Tissue engineering—an ability to improve or replace biological function through repair or replacement of tissues—enables creation of artificial, fully functional tissues and organs. Expertise from fields such as photo/imprint-lithography (physics), molecular materials (chemistry), process engineering (chemical engineering), simulation and modeling (computer science), mechanical surface modification (mechanical engineering), growth factor control (biochemistry), cell differentiation (cell biology), and more, contribute to viable, scalable industrial solutions.
Success of tissue regeneration depends on an ability to generate reliable, fully integrated, complex, three-dimensional and controlled porous structures called scaffolds of an exact shape and size for a replacement of body parts. Scaffolds are used to enable creation of tissue and/or organ substitutes, for example. Tissue or organ damage, loss, or failure, are frequent and devastating problems faced by the health system (due to trauma, infectious disease, vascular disease, inherited disease, age related disease, congential anomalies, tumor removal, and complete organ failure, for example), and therefore, several approaches are used to develop viable tissue substitutes for tissue/organ reconstruction, regeneration of damaged tissues and organs, artificial organ/tissue production, and fabrication of living tissue constructs.
Tissue engineering focuses on creating functional tissue using cells seeded onto the three-dimensional (3-D) porous scaffolds. Porous scaffolds provide a 3-D template for cell attachment and growth leading to tissue formation. An internal structure of the scaffold may have channels and interconnected pores in suitable size ranges to help cell attachment, cell proliferation, tissue regeneration, and nutrient flow. An external size and shape of the scaffold may also confirm to a replacement for body part, specific to a subject, for biological and structural acceptability.
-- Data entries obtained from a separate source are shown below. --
impl PeripheralController {
    pub fn new() -> Self {
        let mut controller = Self {
            port_b: 0,
            port_a: 0,
            ddr_b: 0,
            ddr_a: 0,
            t1_counter_low: 0,
            t1_counter_high: 0,
            t1_latch_low: 0,
            t1_latch_high: 0,
            t2_counter_low: 0,
            t2_counter_high: 0,
            shift_register: 0,
            aux_control: 0,
            peripheral_control: 0,
            interrupt_flags: 0,
            interrupt_enable: 0,
            sck_previous: false,
            selected: None,
            spi_targets: HashMap::new(),
            i2c_targets: HashMap::new(),
            i2c: I2cMaster::idle(),
        };
        controller.reset();
        controller
    }

    /// Register an SPI target on a chip-select line (0-5). Registering a
    /// line twice replaces the previous target.
    pub fn register_spi_target(&mut self, cs_line: u8, target: Box<dyn SpiDevice>) {
        assert!(cs_line <= 5, "SPI CS line must be 0-5");
        info!("registered SPI target '{}' on CS{}", target.name(), cs_line);
        self.spi_targets.insert(cs_line, target);
    }

    pub fn unregister_spi_target(&mut self, cs_line: u8) {
        if let Some(mut target) = self.spi_targets.remove(&cs_line) {
            target.deselect();
            if self.selected == Some(cs_line) {
                self.selected = None;
            }
            info!("unregistered SPI target '{}' from CS{}", target.name(), cs_line);
        }
    }

    /// Register an I2C target under its own 7-bit address.
    pub fn register_i2c_target(&mut self, target: Box<dyn I2cDevice>) {
        let address = target.address();
        assert!(address <= 0x7F, "I2C address must be 0x00-0x7F");
        info!(
            "registered I2C target '{}' at address 0x{:02X}",
            target.name(),
            address
        );
        self.i2c_targets.insert(address, target);
    }

    pub fn unregister_i2c_target(&mut self, address: u8) {
        if let Some(mut target) = self.i2c_targets.remove(&address) {
            target.reset();
            if self.i2c.active == Some(address) {
                self.i2c.active = None;
            }
            info!(
                "unregistered I2C target '{}' from address 0x{:02X}",
                target.name(),
                address
            );
        }
    }

    pub fn reset(&mut self) {
        self.port_b = 0x00;
        self.port_a = 0x00;
        self.ddr_b = 0x00;
        self.ddr_a = 0x00;
        self.t1_counter_low = 0xFF;
        self.t1_counter_high = 0xFF;
        self.t1_latch_low = 0xFF;
        self.t1_latch_high = 0xFF;
        self.t2_counter_low = 0xFF;
        self.t2_counter_high = 0xFF;
        self.shift_register = 0x00;
        self.aux_control = 0x00;
        self.peripheral_control = 0x00;
        self.interrupt_flags = 0x00;
        self.interrupt_enable = 0x00;

        self.sck_previous = false;
        self.selected = None;
        for target in self.spi_targets.values_mut() {
            target.reset();
            target.deselect();
        }

        self.i2c = I2cMaster::idle();
        for target in self.i2c_targets.values_mut() {
            target.reset();
        }

        debug!("peripheral controller reset");
    }

    // ---- SPI master ----

    fn write_port_b(&mut self, data: u8) {
        // Only bits configured as outputs change; input bits (MISO)
        // keep the value the selected target last drove.
        self.port_b = (self.port_b & !self.ddr_b) | (data & self.ddr_b);

        let sck = self.port_b & SPI_SCK != 0;
        if !self.sck_previous && sck {
            // Rising edge: sample MOSI, latch MISO.
            self.handle_spi_transfer();
        } else if self.sck_previous && !sck {
            self.handle_sck_falling();
        }
        self.sck_previous = sck;
    }

    fn read_port_b(&mut self) -> u8 {
        let mut result = self.port_b;
        if self.selected.is_none() {
            result |= SPI_MISO; // MISO floats high with no target
        }
        result
    }

    fn handle_spi_transfer(&mut self) {
        let Some(cs_line) = self.selected else {
            return;
        };
        if let Some(target) = self.spi_targets.get_mut(&cs_line) {
            if target.is_selected() {
                let mosi = self.port_b & SPI_MOSI != 0;
                let miso = target.transfer(mosi);
                if miso {
                    self.port_b |= SPI_MISO;
                } else {
                    self.port_b &= !SPI_MISO;
                }
            }
        }
    }

    fn handle_sck_falling(&mut self) {
        let Some(cs_line) = self.selected else {
            return;
        };
        if let Some(target) = self.spi_targets.get_mut(&cs_line) {
            if target.is_selected() {
                target.on_sck_falling();
            }
        }
    }

    fn write_port_a(&mut self, data: u8) {
        let old = self.port_a;
        self.port_a = data;
        self.handle_chip_select_changes(old, data);
        // SCL/SDA levels derive from DDRA alone (open-drain), so a port
        // write cannot produce an I2C edge.
    }

    fn read_port_a(&mut self) -> u8 {
        let mut result = self.port_a;
        // With SDA released (DDR bit clear) the master reads whatever
        // the addressed target is driving.
        if self.ddr_a & I2C_SDA == 0 {
            if self.i2c_sda_value() {
                result |= I2C_SDA;
            } else {
                result &= !I2C_SDA;
            }
        }
        result
    }

    fn handle_chip_select_changes(&mut self, old_port_a: u8, new_port_a: u8) {
        let old_cs = old_port_a & SPI_CS_MASK;
        let new_cs = new_port_a & SPI_CS_MASK;
        if old_cs == new_cs {
            return;
        }

        debug!("SPI chip select change: 0x{:02X} -> 0x{:02X}", old_cs, new_cs);

        if let Some(cs_line) = self.selected.take() {
            if let Some(target) = self.spi_targets.get_mut(&cs_line) {
                target.deselect();
            }
            debug!("SPI deselect: CS{}", cs_line);
        }

        // Active low, one-hot: exactly one cleared bit names the target.
        let inverted = !new_cs & SPI_CS_MASK;
        if inverted.count_ones() == 1 {
            let cs_line = inverted.trailing_zeros() as u8;
            self.selected = Some(cs_line);
            if let Some(target) = self.spi_targets.get_mut(&cs_line) {
                target.select();
            }
            debug!("SPI select: CS{}", cs_line);
        } else if new_cs == SPI_CS_MASK {
            // All lines high: nothing selected.
        } else {
            warn!(
                "multiple SPI chip selects active simultaneously: CS=0x{:02X}",
                new_cs
            );
        }
    }

    /// The chip-select line currently holding a target selected, if any.
    pub fn selected_spi_target(&self) -> Option<u8> {
        self.selected
    }

    // ---- I2C master ----

    fn handle_i2c_ddr_change(&mut self, new_ddr_a: u8) {
        // Open-drain: DDR bit clear = released = high via pull-up,
        // DDR bit set = driven low.
        let old_scl = self.i2c.scl_previous;
        let old_sda = self.i2c.sda_previous;
        let new_scl = new_ddr_a & I2C_SCL == 0;
        let new_sda = new_ddr_a & I2C_SDA == 0;

        // During the ACK phase the master releases SDA to read the
        // slave's ACK; that rise is not a STOP.
        let in_ack_phase = self.i2c.state != I2cState::Idle && self.i2c.bit_count == 8;

        if new_scl && old_sda && !new_sda {
            self.handle_i2c_start();
        } else if new_scl && !old_sda && new_sda && !in_ack_phase {
            self.handle_i2c_stop();
        } else if !old_scl && new_scl {
            self.handle_i2c_scl_rising(new_sda);
        } else if old_scl && !new_scl {
            self.handle_i2c_scl_falling();
        }

        self.i2c.scl_previous = new_scl;
        self.i2c.sda_previous = new_sda;
    }

    fn handle_i2c_start(&mut self) {
        if self.i2c.state != I2cState::Idle && self.i2c.active.is_some() {
            // Repeated START: the transaction continues, the target is
            // not stopped.
            debug!("I2C repeated START");
        } else {
            debug!("I2C START");
        }
        self.i2c.state = I2cState::Address;
        self.i2c.bit_count = 0;
        self.i2c.shift_reg = 0;
        self.i2c.active = None;
        self.i2c.slave_ack = false;
    }

    fn handle_i2c_stop(&mut self) {
        debug!(
            "I2C STOP ({} transaction)",
            if self.i2c.read_mode { "read" } else { "write" }
        );
        if let Some(address) = self.i2c.active {
            if let Some(target) = self.i2c_targets.get_mut(&address) {
                target.stop();
            }
        }
        self.i2c.state = I2cState::Idle;
        self.i2c.bit_count = 0;
        self.i2c.shift_reg = 0;
        self.i2c.active = None;
        self.i2c.read_mode = false;
        self.i2c.slave_ack = false;
    }

    /// SCL rising edge: the sampling edge.
    fn handle_i2c_scl_rising(&mut self, sda: bool) {
        if self.i2c.state == I2cState::Idle {
            return;
        }

        if self.i2c.bit_count == 8 {
            // Ninth clock: the ACK clock.
            debug!(
                "I2C ACK clock rising: state={:?}, sda={}, slave_ack={}",
                self.i2c.state, sda as u8, self.i2c.slave_ack
            );
            if self.i2c.state == I2cState::DataRead {
                // The master drives ACK/NACK; ACK means it wants more.
                let master_ack = !sda;
                if master_ack {
                    if let Some(target) = self
                        .i2c
                        .active
                        .and_then(|address| self.i2c_targets.get_mut(&address))
                    {
                        self.i2c.read_byte = target.read_byte(true);
                        debug!("I2C prefetched next read byte 0x{:02X}", self.i2c.read_byte);
                    }
                }
            }
            // For ADDRESS and DATA_WRITE the slave ACK is already
            // latched; the master reads it through the SDA overlay.
            self.i2c.bit_count = 9;
        } else if self.i2c.bit_count < 8 {
            if self.i2c.state != I2cState::DataRead {
                self.i2c.shift_reg = (self.i2c.shift_reg << 1) | sda as u8;
            }
            self.i2c.bit_count += 1;
            if self.i2c.bit_count == 8 {
                self.handle_i2c_byte_complete();
            }
        }
        // bit_count == 9: waiting for the ACK clock to fall.
    }

    /// SCL falling edge: bit boundaries move here.
    fn handle_i2c_scl_falling(&mut self) {
        if self.i2c.bit_count == 9 {
            // ACK cycle complete; next byte starts clean.
            self.i2c.bit_count = 0;
            self.i2c.shift_reg = 0;
        }
    }

    fn handle_i2c_byte_complete(&mut self) {
        let byte = self.i2c.shift_reg;

        match self.i2c.state {
            I2cState::Address => {
                let address = byte >> 1;
                let is_read = byte & 1 != 0;
                self.i2c.read_mode = is_read;
                debug!(
                    "I2C address byte 0x{:02X} (addr=0x{:02X}, {})",
                    byte,
                    address,
                    if is_read { "read" } else { "write" }
                );

                match self.i2c_targets.get_mut(&address) {
                    Some(target) => {
                        let ack = target.start(is_read);
                        self.i2c.active = Some(address);
                        self.i2c.slave_ack = ack;
                        if ack {
                            if is_read {
                                self.i2c.state = I2cState::DataRead;
                                self.i2c.read_byte = target.read_byte(true);
                            } else {
                                self.i2c.state = I2cState::DataWrite;
                                target.begin_write();
                            }
                        }
                    }
                    None => {
                        self.i2c.active = None;
                        self.i2c.slave_ack = false;
                        debug!("I2C no target at address 0x{:02X}", address);
                    }
                }
            }
            I2cState::DataWrite => {
                let ack = match self
                    .i2c
                    .active
                    .and_then(|address| self.i2c_targets.get_mut(&address))
                {
                    Some(target) => target.write_byte(byte),
                    None => false,
                };
                self.i2c.slave_ack = ack;
                debug!("I2C write byte 0x{:02X}, {}", byte, if ack { "ACK" } else { "NACK" });
            }
            // DATA_READ bytes are fetched at the ACK clock.
            _ => {}
        }
    }

    /// The SDA level the master observes when it reads port A with SDA
    /// released.
    fn i2c_sda_value(&self) -> bool {
        // ACK phase: the slave drives its ACK (low) or NACK (high).
        if (self.i2c.bit_count == 8 || self.i2c.bit_count == 9) && self.i2c.state != I2cState::Idle
        {
            return !self.i2c.slave_ack;
        }

        // Read data: bit_count was already advanced on the sampling
        // edge, so the bit on the wire is bit_count - 1, MSB first.
        if self.i2c.state == I2cState::DataRead && (1..=8).contains(&self.i2c.bit_count) {
            let bit_position = 7 - (self.i2c.bit_count - 1);
            return (self.i2c.read_byte >> bit_position) & 1 != 0;
        }

        true // released, pull-up wins
    }
}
Utilization of computer-aided technologies in tissue engineering has enabled integration of advances in biology, biomedical engineering, information technology, and manufacturing technologies. For example, three-dimensional (3-D) printing, fused deposition, stereolithography, selective laser sintering, direct material deposition, or types of layered manufacturing (LM) (also known as rapid prototyping (RP)) are examples of solid free form (SFF) techniques that may be useful for automatic construction of physical objects. In brief, SFF techniques take virtual designs as computer aided design (CAD) models, transform the designs into virtual cross sections, and then enable creation of each cross section in physical space using appropriate materials and processing one after the next until a physical model is completed.
An LM machine may deposit materials in different densities during construction of scaffolds. This can be significant in tissue engineering applications that require material performances to vary with locations in the scaffold, for example, gradients in scaffold pore sizes may be recommended for formation of multiple tissues and tissue interfaces.